Nous souhaitons ici vivement remercier les chefs à qui l’on a confié des recettes à base de taro. Nous savions déjà qu’ils cuisinent et élaborent de merveilleuses recettes, mais leur inventivité avec ce tubercule dont, avouez-le, vous pensiez avoir fait le tour, est sans limite.
Nous espérons que ces recettes vous révèleront encore plus les bienfaits de ce tubercule et qu’il sera à l’honneur de vos tables de Noël, pour la bonne surprise de vos invités.

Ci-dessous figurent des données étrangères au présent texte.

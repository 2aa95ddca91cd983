//! URI arithmetic for locating referenced documents.
//!
//! Base URIs are always absolute (`file://`, `http(s)://`, ...). Paths keep any
//! `..` that climbs above the root, which generic URL parsers silently drop, so
//! the split into components is done here rather than through a URL crate.

use std::fmt;

use crate::error::SpecError;

/// Components of a URI as needed for joining relative references.
#[derive(Debug, Clone, Default, PartialEq, Eq)]
pub struct UriParts {
    pub scheme: Option<String>,
    /// Everything between `://` and the path (userinfo, host and port).
    pub authority: String,
    pub path: String,
    pub query: Option<String>,
    pub fragment: Option<String>,
}

impl UriParts {
    pub fn parse(uri: &str) -> Self {
        let (rest, fragment) = match uri.split_once('#') {
            Some((rest, fragment)) => (rest, Some(fragment.to_string())),
            None => (uri, None),
        };
        let (rest, query) = match rest.split_once('?') {
            Some((rest, query)) => (rest, Some(query.to_string())),
            None => (rest, None),
        };

        if let Some(idx) = rest.find("://") {
            let scheme = &rest[..idx];
            if is_scheme(scheme) {
                let after = &rest[idx + 3..];
                let (authority, path) = match after.find('/') {
                    Some(slash) => (&after[..slash], &after[slash..]),
                    None => (after, ""),
                };
                return Self {
                    scheme: Some(scheme.to_string()),
                    authority: authority.to_string(),
                    path: path.to_string(),
                    query,
                    fragment,
                };
            }
        }

        Self {
            scheme: None,
            authority: String::new(),
            path: rest.to_string(),
            query,
            fragment,
        }
    }
}

impl fmt::Display for UriParts {
    fn fmt(&self, f: &mut fmt::Formatter<'_>) -> fmt::Result {
        if let Some(scheme) = &self.scheme {
            write!(f, "{}://", scheme)?;
        }
        write!(f, "{}{}", self.authority, self.path)?;
        if let Some(query) = self.query.as_deref().filter(|q| !q.is_empty()) {
            write!(f, "?{}", query)?;
        }
        if let Some(fragment) = self.fragment.as_deref().filter(|q| !q.is_empty()) {
            write!(f, "#{}", fragment)?;
        }
        Ok(())
    }
}

fn is_scheme(s: &str) -> bool {
    let mut chars = s.chars();
    matches!(chars.next(), Some(c) if c.is_ascii_alphabetic())
        && chars.all(|c| c.is_ascii_alphanumeric() || matches!(c, '+' | '-' | '.'))
}

/// Returns true for Windows absolute paths such as `C:\specs\api.yaml`.
pub fn is_windows_drive(path: &str) -> bool {
    let bytes = path.as_bytes();
    bytes.len() >= 3 && bytes[0].is_ascii_alphabetic() && bytes[1] == b':' && bytes[2] == b'\\'
}

fn windows_to_uri_path(path: &str) -> String {
    path.replace('\\', "/").replace(' ', "%20")
}

/// Remove `.` and `..` segments from a path.
///
/// The result always starts with `/`. A `..` that has nothing left to cancel is
/// kept, so `/../a` stays as it is.
pub fn reduce_dots(path: &str) -> String {
    let mut segments: Vec<&str> = Vec::new();
    for segment in path.trim_start_matches('/').split('/') {
        match segment {
            "." => {}
            ".." => match segments.last() {
                Some(last) if *last != ".." => {
                    segments.pop();
                }
                _ => segments.push(".."),
            },
            other => segments.push(other),
        }
    }
    format!("/{}", segments.join("/"))
}

/// Turn a base location into an absolute URI.
///
/// # Errors
///
/// Returns `SpecError::Unresolvable` for relative paths.
pub fn normalize_uri(uri: &str) -> Result<String, SpecError> {
    if uri.contains("://") {
        let mut parts = UriParts::parse(uri);
        if !parts.path.is_empty() {
            parts.path = reduce_dots(&parts.path);
        }
        return Ok(parts.to_string());
    }
    if uri.starts_with('/') {
        return Ok(format!("file://{}", reduce_dots(uri)));
    }
    if is_windows_drive(uri) {
        return Ok(format!("file://{}", reduce_dots(&windows_to_uri_path(uri))));
    }
    Err(SpecError::unresolvable(
        "Can not resolve references for a specification given as a relative path.",
    ))
}

/// Directory part of a path, without the trailing slash.
fn dirname(path: &str) -> &str {
    match path.replace('\\', "/").rfind('/') {
        Some(idx) => &path[..idx],
        None => "",
    }
}

/// Resolve `candidate` against the absolute `base` URI.
///
/// Candidates with a scheme only get their path reduced. Otherwise an absolute
/// path replaces the base path and a relative one is joined to the base's
/// directory. The candidate's query and fragment always replace the base's.
///
/// # Errors
///
/// Returns `SpecError::Unresolvable` if the candidate has no path.
pub fn resolve_relative_uri(base: &str, candidate: &str) -> Result<String, SpecError> {
    let parts = UriParts::parse(candidate);
    if parts.scheme.is_some() {
        let mut parts = parts;
        if !parts.path.is_empty() {
            parts.path = reduce_dots(&parts.path);
        }
        return Ok(parts.to_string());
    }

    if is_windows_drive(candidate) {
        let (path, fragment) = match candidate.split_once('#') {
            Some((path, fragment)) => (path, Some(fragment)),
            None => (candidate, None),
        };
        let mut uri = format!("file:///{}", windows_to_uri_path(path));
        if let Some(fragment) = fragment {
            uri.push('#');
            uri.push_str(fragment);
        }
        return Ok(uri);
    }

    let mut base_parts = UriParts::parse(base);
    if parts.path.starts_with('/') {
        base_parts.path = reduce_dots(&parts.path);
    } else if !parts.path.is_empty() {
        let dir = dirname(&base_parts.path).trim_end_matches('/');
        base_parts.path = reduce_dots(&format!("{}/{}", dir, parts.path));
    } else {
        return Err(SpecError::unresolvable(format!(
            "Invalid URI: '{}'",
            candidate
        )));
    }
    base_parts.query = parts.query;
    base_parts.fragment = parts.fragment;

    Ok(base_parts.to_string())
}

/// Express the absolute `path` relative to the document at `base`.
///
/// Targets below the base directory become `./sub/file`; targets on the same
/// host climb with `../`. Anything else is returned unchanged.
pub fn make_relative_path(base: &str, path: &str) -> String {
    let base_dir = format!("{}/", dirname(base));
    if let Some(rest) = path.strip_prefix(&base_dir) {
        return format!("./{}", rest);
    }

    let base_parts = UriParts::parse(base);
    let target = UriParts::parse(path);
    if base_parts.scheme.is_none()
        || base_parts.scheme != target.scheme
        || base_parts.authority != target.authority
    {
        return path.to_string();
    }

    let from: Vec<&str> = dirname(&base_parts.path)
        .split('/')
        .filter(|s| !s.is_empty())
        .collect();
    let to: Vec<&str> = target.path.split('/').filter(|s| !s.is_empty()).collect();
    let common = from
        .iter()
        .zip(to.iter())
        .take_while(|(a, b)| a == b)
        .count();

    let mut relative = "../".repeat(from.len() - common);
    relative.push_str(&to[common..].join("/"));
    if let Some(query) = target.query.filter(|q| !q.is_empty()) {
        relative.push('?');
        relative.push_str(&query);
    }
    if let Some(fragment) = target.fragment {
        relative.push('#');
        relative.push_str(&fragment);
    }
    relative
}
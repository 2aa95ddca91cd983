//! Reference nodes (`{"$ref": ...}`) and their resolution.

use std::cell::RefCell;
use std::fmt;
use std::rc::{Rc, Weak};

use serde_json::{Map, Value};
use tracing::{debug, warn};

use crate::context::ReferenceContext;
use crate::document_reference::DocumentReference;
use crate::error::SpecError;
use crate::object::{DocumentPosition, SpecObject};
use crate::pointer::JsonPointer;
use crate::property::{ObjectRef, Property, ReferenceRef};
use crate::target::ReferenceTarget;
use crate::types::{json_type_name, FailurePolicy, OpenApiVersion, ResolveMode, REF_KEY};

/// A `$ref` found in the document, together with what it should resolve to.
pub struct Reference {
    reference: String,
    json_reference: RefCell<Option<DocumentReference>>,
    target: RefCell<Option<ReferenceTarget>>,
    context: RefCell<Option<Weak<ReferenceContext>>>,
    version: OpenApiVersion,
    summary: Option<String>,
    description: Option<String>,
    errors: RefCell<Vec<String>>,
    position: RefCell<Option<DocumentPosition>>,
}

impl Reference {
    /// Build a reference from its JSON object form.
    ///
    /// Members other than `$ref` are recorded as errors (3.1 allows `summary`
    /// and `description`). An unparsable `$ref` is recorded too and leaves the
    /// reference unresolvable.
    ///
    /// # Errors
    ///
    /// Returns `SpecError::TypeError` if `data` is not an object with a string `$ref`.
    pub fn from_value(
        data: &Value,
        version: OpenApiVersion,
        target: Option<ReferenceTarget>,
    ) -> Result<ReferenceRef, SpecError> {
        let map = match data.as_object() {
            Some(map) if map.contains_key(REF_KEY) => map,
            _ => {
                return Err(SpecError::TypeError {
                    message: format!("Unable to instantiate Reference Object with data '{}'", data),
                })
            }
        };
        let Some(reference) = map.get(REF_KEY).and_then(Value::as_str) else {
            return Err(SpecError::TypeError {
                message: format!(
                    "Unable to instantiate Reference Object, value of $ref must be a string, {} given.",
                    map.get(REF_KEY).map_or("null", json_type_name)
                ),
            });
        };

        let mut errors = Vec::new();
        match version {
            OpenApiVersion::V3_0 if map.len() > 1 => errors.push(
                "Reference: additional properties are given. Only $ref should be set in a Reference Object."
                    .to_string(),
            ),
            OpenApiVersion::V3_1
                if map
                    .keys()
                    .any(|k| !matches!(k.as_str(), REF_KEY | "summary" | "description")) =>
            {
                errors.push(
                    "Reference: only summary and description are allowed as additional properties."
                        .to_string(),
                )
            }
            _ => {}
        }

        let (summary, description) = if version == OpenApiVersion::V3_1 {
            let text = |name: &str| map.get(name).and_then(Value::as_str).map(str::to_string);
            (text("summary"), text("description"))
        } else {
            (None, None)
        };

        let json_reference = match DocumentReference::parse(reference) {
            Ok(parsed) => Some(parsed),
            Err(e) => {
                errors.push(format!(
                    "Reference: value of $ref is not a valid JSON pointer: {}",
                    e
                ));
                None
            }
        };

        Ok(Rc::new(Self {
            reference: reference.to_string(),
            json_reference: RefCell::new(json_reference),
            target: RefCell::new(target),
            context: RefCell::new(None),
            version,
            summary,
            description,
            errors: RefCell::new(errors),
            position: RefCell::new(None),
        }))
    }

    /// The `$ref` string as written.
    pub fn reference(&self) -> &str {
        &self.reference
    }

    /// Parsed form of the `$ref`, `None` if it was invalid or failed to resolve.
    pub fn json_reference(&self) -> Option<DocumentReference> {
        self.json_reference.borrow().clone()
    }

    pub fn target(&self) -> Option<ReferenceTarget> {
        self.target.borrow().clone()
    }

    pub fn set_target(&self, target: Option<ReferenceTarget>) {
        *self.target.borrow_mut() = target;
    }

    pub fn version(&self) -> OpenApiVersion {
        self.version
    }

    pub fn summary(&self) -> Option<&str> {
        self.summary.as_deref()
    }

    pub fn description(&self) -> Option<&str> {
        self.description.as_deref()
    }

    /// The context this reference resolves in, if it is still alive.
    pub fn context(&self) -> Option<Rc<ReferenceContext>> {
        self.context.borrow().as_ref().and_then(Weak::upgrade)
    }

    pub fn set_context(&self, context: &Rc<ReferenceContext>) {
        *self.context.borrow_mut() = Some(Rc::downgrade(context));
    }

    pub fn position(&self) -> Option<DocumentPosition> {
        self.position.borrow().clone()
    }

    pub fn set_document_context(&self, document: &Weak<SpecObject>, pointer: JsonPointer) {
        *self.position.borrow_mut() = Some(DocumentPosition {
            document: document.clone(),
            pointer,
        });
    }

    /// Position as `#/json/pointer`, used to locate errors.
    pub fn position_string(&self) -> Option<String> {
        self.position
            .borrow()
            .as_ref()
            .map(|p| DocumentReference::new("", p.pointer.clone()).to_string())
    }

    /// True when no errors were recorded.
    pub fn validate(&self) -> bool {
        self.errors.borrow().is_empty()
    }

    /// Recorded errors, prefixed with `[pointer]` when the position is known.
    pub fn get_errors(&self) -> Vec<String> {
        let errors = self.errors.borrow();
        match self.position.borrow().as_ref() {
            Some(position) => errors
                .iter()
                .map(|e| format!("[{}] {}", position.pointer, e))
                .collect(),
            None => errors.clone(),
        }
    }

    /// `{"$ref": ...}` plus `summary` and `description` when present.
    pub fn get_serializable_data(&self) -> Value {
        let mut data = Map::new();
        data.insert(REF_KEY.to_string(), Value::String(self.reference.clone()));
        if let Some(summary) = &self.summary {
            data.insert("summary".to_string(), Value::String(summary.clone()));
        }
        if let Some(description) = &self.description {
            data.insert("description".to_string(), Value::String(description.clone()));
        }
        Value::Object(data)
    }

    /// Resolve this reference.
    ///
    /// Uses `context`, or the context stamped on the reference when `None`.
    /// Chains of references are followed; the result is a node, raw data, or a
    /// reference when the mode or the failure policy leaves one in place.
    ///
    /// # Errors
    ///
    /// Returns `SpecError::CyclicReference` for reference loops, and resolution
    /// errors unless the context records them instead.
    pub fn resolve(
        self: &Rc<Self>,
        context: Option<&Rc<ReferenceContext>>,
    ) -> Result<Property, SpecError> {
        self.resolve_in_chain(context, &mut Vec::new())
    }

    fn resolve_in_chain(
        self: &Rc<Self>,
        context: Option<&Rc<ReferenceContext>>,
        chain: &mut Vec<String>,
    ) -> Result<Property, SpecError> {
        let context = match context {
            Some(context) => Rc::clone(context),
            None => self
                .context()
                .ok_or_else(|| SpecError::unresolvable("No context given for resolving reference."))?,
        };

        let Some(json_reference) = self.json_reference() else {
            return match context.failure_policy() {
                FailurePolicy::Record => Ok(Property::Reference(Rc::clone(self))),
                FailurePolicy::Fail => Err(SpecError::Unresolvable {
                    message: self.errors.borrow().join("\n"),
                    context: self.position_string(),
                }),
            };
        };

        match self.dereference(&context, json_reference, chain) {
            Ok(resolved) => Ok(self.overlay(resolved)),
            Err(err) => self.handle_failure(&context, err),
        }
    }

    fn dereference(
        self: &Rc<Self>,
        context: &Rc<ReferenceContext>,
        json_reference: DocumentReference,
        chain: &mut Vec<String>,
    ) -> Result<Property, SpecError> {
        if json_reference.document_uri().is_empty() {
            if context.mode() == ResolveMode::Inline {
                return Ok(Property::Reference(Rc::clone(self)));
            }
            if let Some(base) = context.base_spec() {
                let key = format!("{}#{}", context.uri(), json_reference.pointer());
                return self.within_chain(chain, key, |chain| {
                    debug!(reference = %self.reference, "resolving same-document reference");
                    let found = json_reference.pointer().evaluate(Property::Object(base))?;
                    self.settle(found, context, chain, true)
                });
            }
            return self.dereference(
                context,
                DocumentReference::new(context.uri(), json_reference.pointer().clone()),
                chain,
            );
        }

        let file = context.resolve_relative_uri(json_reference.document_uri())?;
        let key = format!("{}#{}", file, json_reference.pointer());
        self.within_chain(chain, key, |chain| {
            debug!(reference = %self.reference, uri = %file, "resolving external reference");
            let content = context
                .fetch_referenced_file(&file)
                .and_then(|content| context.adjusted_document(&file, &content))
                .map_err(|e| self.failed(e.message()))?;
            let target = self.target();
            let found = context.resolve_reference_data(
                &file,
                json_reference.pointer(),
                &content,
                target.as_ref(),
                self.version,
            )?;
            self.stamp_position(&found);
            self.settle(found, context, chain, false)
        })
    }

    /// Push `key` onto the chain of references being followed while `f` runs.
    fn within_chain<F>(&self, chain: &mut Vec<String>, key: String, f: F) -> Result<Property, SpecError>
    where
        F: FnOnce(&mut Vec<String>) -> Result<Property, SpecError>,
    {
        if chain.contains(&key) {
            return Err(SpecError::CyclicReference { context: None });
        }
        chain.push(key);
        let result = f(chain);
        chain.pop();
        result
    }

    /// Follow a reference found at the target, or prepare a node for use.
    fn settle(
        self: &Rc<Self>,
        found: Property,
        context: &Rc<ReferenceContext>,
        chain: &mut Vec<String>,
        same_document: bool,
    ) -> Result<Property, SpecError> {
        match found {
            Property::Reference(next) => {
                let follow = same_document
                    || context.mode() != ResolveMode::Inline
                    || !next.reference().starts_with('#');
                if follow {
                    return self.resolve_transitive(&next, context, chain);
                }
                next.set_context(context);
                Ok(Property::Reference(next))
            }
            Property::Object(object) => {
                object.set_reference_context(context);
                Ok(Property::Object(object))
            }
            other => Ok(other),
        }
    }

    fn resolve_transitive(
        self: &Rc<Self>,
        next: &ReferenceRef,
        context: &Rc<ReferenceContext>,
        chain: &mut Vec<String>,
    ) -> Result<Property, SpecError> {
        if Rc::ptr_eq(next, self) {
            return Err(SpecError::CyclicReference { context: None });
        }
        if next.target.borrow().is_none() {
            next.set_target(self.target());
        }
        next.set_context(context);
        let resolved = next.resolve_in_chain(Some(context), chain)?;
        if let Property::Reference(back) = &resolved {
            if Rc::ptr_eq(back, self) {
                return Err(SpecError::CyclicReference { context: None });
            }
        }
        Ok(resolved)
    }

    /// Give a node fetched from another document this reference's position.
    fn stamp_position(&self, found: &Property) {
        let Some(position) = self.position() else {
            return;
        };
        match found {
            Property::Object(object) if object.position().is_none() => {
                object.set_document_context(&position.document, position.pointer);
            }
            Property::Reference(reference) if reference.position().is_none() => {
                reference.set_document_context(&position.document, position.pointer);
            }
            _ => {}
        }
    }

    fn target_name(&self) -> String {
        self.target
            .borrow()
            .as_ref()
            .map_or_else(|| "Any".to_string(), ReferenceTarget::to_string)
    }

    fn failed(&self, message: String) -> SpecError {
        SpecError::Unresolvable {
            message: format!(
                "Failed to resolve Reference '{}' to {} Object: {}",
                self.reference,
                self.target_name(),
                message
            ),
            context: None,
        }
    }

    fn handle_failure(
        self: &Rc<Self>,
        context: &ReferenceContext,
        err: SpecError,
    ) -> Result<Property, SpecError> {
        let err = match err {
            SpecError::NonexistentPointer { message, .. } => self.failed(message),
            other => other,
        };
        let err = err.with_context(self.position_string());
        if !matches!(err, SpecError::Unresolvable { .. }) {
            return Err(err);
        }
        match context.failure_policy() {
            FailurePolicy::Fail => Err(err),
            FailurePolicy::Record => {
                warn!(reference = %self.reference, error = %err, "keeping unresolved reference");
                self.errors.borrow_mut().push(err.message());
                *self.json_reference.borrow_mut() = None;
                Ok(Property::Reference(Rc::clone(self)))
            }
        }
    }

    /// Apply `summary` and `description` of this reference to a copy of the
    /// resolved node, where the node type has those attributes.
    fn overlay(&self, resolved: Property) -> Property {
        let Property::Object(object) = &resolved else {
            return resolved;
        };
        let Some(target) = self.target() else {
            return resolved;
        };
        let fields: Vec<(&str, &String)> = [("summary", &self.summary), ("description", &self.description)]
            .into_iter()
            .filter_map(|(name, value)| value.as_ref().map(|v| (name, v)))
            .filter(|(name, _)| target.allows_attribute(name))
            .collect();
        if fields.is_empty() {
            return resolved;
        }
        let copy: ObjectRef = object.shallow_clone();
        for (name, value) in fields {
            copy.set(name, Value::String(value.clone()));
        }
        Property::Object(copy)
    }
}

impl fmt::Debug for Reference {
    fn fmt(&self, f: &mut fmt::Formatter<'_>) -> fmt::Result {
        f.debug_struct("Reference")
            .field("reference", &self.reference)
            .field("target", &self.target.borrow())
            .field("errors", &self.errors.borrow())
            .finish()
    }
}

Les maite des Pa’umotu, ou la symbiose entre l’homme et son milieu

Dans les atolls, les fosses à culture, maite, où était notamment planté le taro, étaient masquées par la végétation et les ’āti (gāti en pa’umotu, clans) qui les possédaient ne les montraient pas aux étrangers de passage. C’est sans doute pour cela que les marins européens des 16e au 19e siècle considéraient ces bandes de terre comme misérables, arides et inhospitalières.
Le principe des fosses à culture consiste à creuser le sol corallien de quelques mètres pour atteindre le niveau de la nappe d’eau douce souterraine puis de reconstituer une couche de terre végétale en mélangeant de la terre sableuse avec des fragments de plantes ou de feuilles appropriées pour réaliser un bon compost. Dans cette couche de terre fertilisée et régulièrement amendée, étaient cultivés le pia, des bananiers et des ti (Cordyline terminalis), mais surtout des tubercules comme le ’ape, le matoa et bien évidemment le taro. Ces fosses sont les vestiges d’un rare savoir-faire cultural et de l’adaptation de l’homme à son milieu.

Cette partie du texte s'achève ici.